**Working data:**

⁂

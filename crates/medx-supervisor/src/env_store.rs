//! # Env Store
//!
//! Disk side of the backend `.env` file. Parsing lives in
//! [`medx_core::env`]; this module reads, writes and creates the file.

use std::path::{Path, PathBuf};

use rand::RngCore;
use tracing::{debug, info};

use medx_core::env::{
    build_database_url, env_value, placeholder_env_content, upsert_env_key, ConnectionConfig,
    DATABASE_URL_KEY, SECRET_KEY_KEY,
};
use medx_core::validation::{validate_setup_form, SetupForm};

use crate::config::ShellPaths;
use crate::error::SupervisorResult;

/// Bytes of entropy in a generated secret.
pub const SECRET_BYTES: usize = 32;

/// Guarantees the env file exists and returns its path.
///
/// First run copies `<resources>/.env.example` when bundled, otherwise
/// writes placeholder keys. Failures are logged and absorbed; the path is
/// returned regardless.
pub fn ensure_env_file(paths: &ShellPaths) -> PathBuf {
    let env_path = paths.env_path();
    if env_path.exists() {
        return env_path;
    }

    if let Err(e) = create_env_file(&env_path, &paths.env_example_path()) {
        debug!(?env_path, error = %e, "Could not create env file");
    }
    env_path
}

fn create_env_file(env_path: &Path, example: &Path) -> std::io::Result<()> {
    if let Some(parent) = env_path.parent() {
        std::fs::create_dir_all(parent)?;
    }
    if example.is_file() {
        std::fs::copy(example, env_path)?;
        info!(?env_path, ?example, "Env file created from bundled example");
    } else {
        std::fs::write(env_path, placeholder_env_content())?;
        info!(?env_path, "Env file created with placeholder values");
    }
    Ok(())
}

/// Value of `key` in the env file; empty on any failure.
pub fn read_env_value(path: &Path, key: &str) -> String {
    match std::fs::read_to_string(path) {
        Ok(content) => env_value(&content, key),
        Err(e) => {
            debug!(?path, key, error = %e, "Env file not readable");
            String::new()
        }
    }
}

/// Parsed connection settings of the env file. A missing file yields
/// empty keys and default fields.
pub fn load_connection_config(path: &Path) -> ConnectionConfig {
    let content = std::fs::read_to_string(path).unwrap_or_else(|e| {
        debug!(?path, error = %e, "Env file not readable");
        String::new()
    });
    ConnectionConfig::from_env_content(path.display().to_string(), &content)
}

/// Returns true when the env file holds a connection services may use.
pub fn is_env_configured(path: &Path) -> bool {
    load_connection_config(path).is_valid()
}

/// Validates the setup form and writes both keys into the env file.
///
/// Other lines of the file are preserved.
pub fn save_connection(path: &Path, form: &SetupForm) -> SupervisorResult<ConnectionConfig> {
    validate_setup_form(form)?;
    let fields = form.to_fields()?;
    let database_url = build_database_url(&fields);

    if let Some(parent) = path.parent() {
        std::fs::create_dir_all(parent)?;
    }

    let existing = match std::fs::read_to_string(path) {
        Ok(content) => content,
        Err(e) if e.kind() == std::io::ErrorKind::NotFound => String::new(),
        Err(e) => return Err(e.into()),
    };

    let content = upsert_env_key(&existing, DATABASE_URL_KEY, &database_url);
    let content = upsert_env_key(&content, SECRET_KEY_KEY, form.secret_key.trim());
    std::fs::write(path, &content)?;

    info!(?path, host = %fields.host, port = fields.port, db = %fields.db, "Connection settings saved");
    Ok(ConnectionConfig::from_env_content(
        path.display().to_string(),
        &content,
    ))
}

/// A fresh 64-character hex secret.
pub fn generate_secret() -> String {
    let mut bytes = [0u8; SECRET_BYTES];
    rand::thread_rng().fill_bytes(&mut bytes);
    hex::encode(bytes)
}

⁂

**Activity:**
Copy the records above faithfully. Begin at their first line, end at the line containing "if let Err(e)", and include nothing else.

**Finished exercise:**
filename crates/medx-supervisor/src/env_store.rs
//! # Env Store
//!
//! Disk side of the backend `.env` file. Parsing lives in
//! [`medx_core::env`]; this module reads, writes and creates the file.

use std::path::{Path, PathBuf};

use rand::RngCore;
use tracing::{debug, info};

use medx_core::env::{
    build_database_url, env_value, placeholder_env_content, upsert_env_key, ConnectionConfig,
    DATABASE_URL_KEY, SECRET_KEY_KEY,
};
use medx_core::validation::{validate_setup_form, SetupForm};

use crate::config::ShellPaths;
use crate::error::SupervisorResult;

/// Bytes of entropy in a generated secret.
pub const SECRET_BYTES: usize = 32;

/// Guarantees the env file exists and returns its path.
///
/// First run copies `<resources>/.env.example` when bundled, otherwise
/// writes placeholder keys. Failures are logged and absorbed; the path is
/// returned regardless.
pub fn ensure_env_file(paths: &ShellPaths) -> PathBuf {
    let env_path = paths.env_path();
    if env_path.exists() {
        return env_path;
    }

    if let Err(e) = create_env_file(&env_path, &paths.env_example_path()) {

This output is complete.